**WORK TO COMPLETE**
From the line with "-> Result<Output, String>" to the final line, print the records exactly as they are.

DATA SHOWN section start

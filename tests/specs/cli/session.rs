// SPDX-License-Identifier: BUSL-1.1
// Copyright (c) 2026 Alfred Jean LLC

use crate::prelude::*;

#[test]
fn show_on_an_unknown_session_reports_all_defaults() {
    let project = Project::empty();
    project
        .ttsbus()
        .args(&["session", "show", "--session", "never-seen"])
        .passes()
        .stdout_has("muted:  (default)")
        .stdout_has("persona: (default)")
        .stdout_has("speed:  (default)");
}

#[test]
fn mute_then_unmute_round_trips() {
    let project = Project::empty();
    let id = "spec-session-a";

    project.ttsbus().args(&["session", "mute", "--session", id]).passes().stdout_has("muted");
    project
        .ttsbus()
        .args(&["session", "show", "--session", id])
        .passes()
        .stdout_has("muted:  true");

    project.ttsbus().args(&["session", "unmute", "--session", id]).passes().stdout_has("unmuted");
    project
        .ttsbus()
        .args(&["session", "show", "--session", id])
        .passes()
        .stdout_has("muted:  false");
}

#[test]
fn persona_override_set_and_cleared() {
    let project = Project::empty();
    let id = "spec-session-b";

    project
        .ttsbus()
        .args(&["session", "persona", "--session", id, "robot"])
        .passes()
        .stdout_has("persona set to robot");
    project
        .ttsbus()
        .args(&["session", "show", "--session", id])
        .passes()
        .stdout_has("persona: robot");

    project
        .ttsbus()
        .args(&["session", "persona", "--session", id])
        .passes()
        .stdout_has("persona override cleared");
    project
        .ttsbus()
        .args(&["session", "show", "--session", id])
        .passes()
        .stdout_has("persona: (default)");
}

#[test]
fn speed_override_set_and_cleared() {
    let project = Project::empty();
    let id = "spec-session-c";

    project
        .ttsbus()
        .args(&["session", "speed", "--session", id, "1.8"])
        .passes()
        .stdout_has("speed set to 1.8");
    project
        .ttsbus()
        .args(&["session", "show", "--session", id])
        .passes()
        .stdout_has("speed:  1.8");

    project
        .ttsbus()
        .args(&["session", "speed", "--session", id])
        .passes()
        .stdout_has("speed override cleared");
    project
        .ttsbus()
        .args(&["session", "show", "--session", id])
        .passes()
        .stdout_has("speed:  (default)");
}

#[test]
fn show_json_reflects_the_persisted_override_record() {
    let project = Project::empty();
    let id = "spec-session-d";

    project.ttsbus().args(&["session", "mute", "--session", id]).passes();

    let run = project.ttsbus().args(&["--output", "json", "session", "show", "--session", id]).passes();
    let value: serde_json::Value = serde_json::from_str(&run.stdout()).unwrap();
    assert_eq!(value["muted"], true);
    assert!(value["persona"].is_null());
}
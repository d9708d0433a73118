// SPDX-License-Identifier: BUSL-1.1
// Copyright (c) 2026 Alfred Jean LLC

//! Subprocess execution helpers

use std::process::Output;
use std::time::Duration;
use tokio::process::Command;

/// Default timeout for a Piper synthesis invocation.
pub const SYNTHESIS_TIMEOUT: Duration = Duration::from_secs(30);

/// Default timeout for an audio playback invocation (`afplay`/`paplay`/`aplay`).
pub const AUDIO_PLAYBACK_TIMEOUT: Duration = Duration::from_secs(60);

/// Default timeout for probing whether a synthesis/playback binary exists
/// and runs (`--version`-style checks).
pub const BINARY_PROBE_TIMEOUT: Duration = Duration::from_secs(5);

/// Run a subprocess command with a timeout.
///
/// Wraps `Command::output()` with `tokio::time::timeout`, converting
/// timeout expiration into a descriptive error message. The child process
/// is killed automatically if the timeout elapses (via the tokio `Child`
/// drop implementation).
pub async fn run_with_timeout(
    mut cmd: Command,
    timeout: Duration,
    description: &str,
) -> Result<Output, String> {
    match tokio::time::timeout(timeout, cmd.output()).await {
        Ok(Ok(output)) => Ok(output),
        Ok(Err(io_err)) => Err(format!("{} failed: {}", description, io_err)),
        Err(_elapsed) => Err(format!(
            "{} timed out after {}s",
            description,
            timeout.as_secs()
        )),
    }
}

#[cfg(test)]
#[path = "subprocess_tests.rs"]
mod tests;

DATA SHOWN section end

**SOLVED EXERCISE**
) -> Result<Output, String> {
    match tokio::time::timeout(timeout, cmd.output()).await {
        Ok(Ok(output)) => Ok(output),
        Ok(Err(io_err)) => Err(format!("{} failed: {}", description, io_err)),
        Err(_elapsed) => Err(format!(
            "{} timed out after {}s",
            description,
            timeout.as_secs()
        )),
    }
}

#[cfg(test)]
#[path = "subprocess_tests.rs"]
mod tests;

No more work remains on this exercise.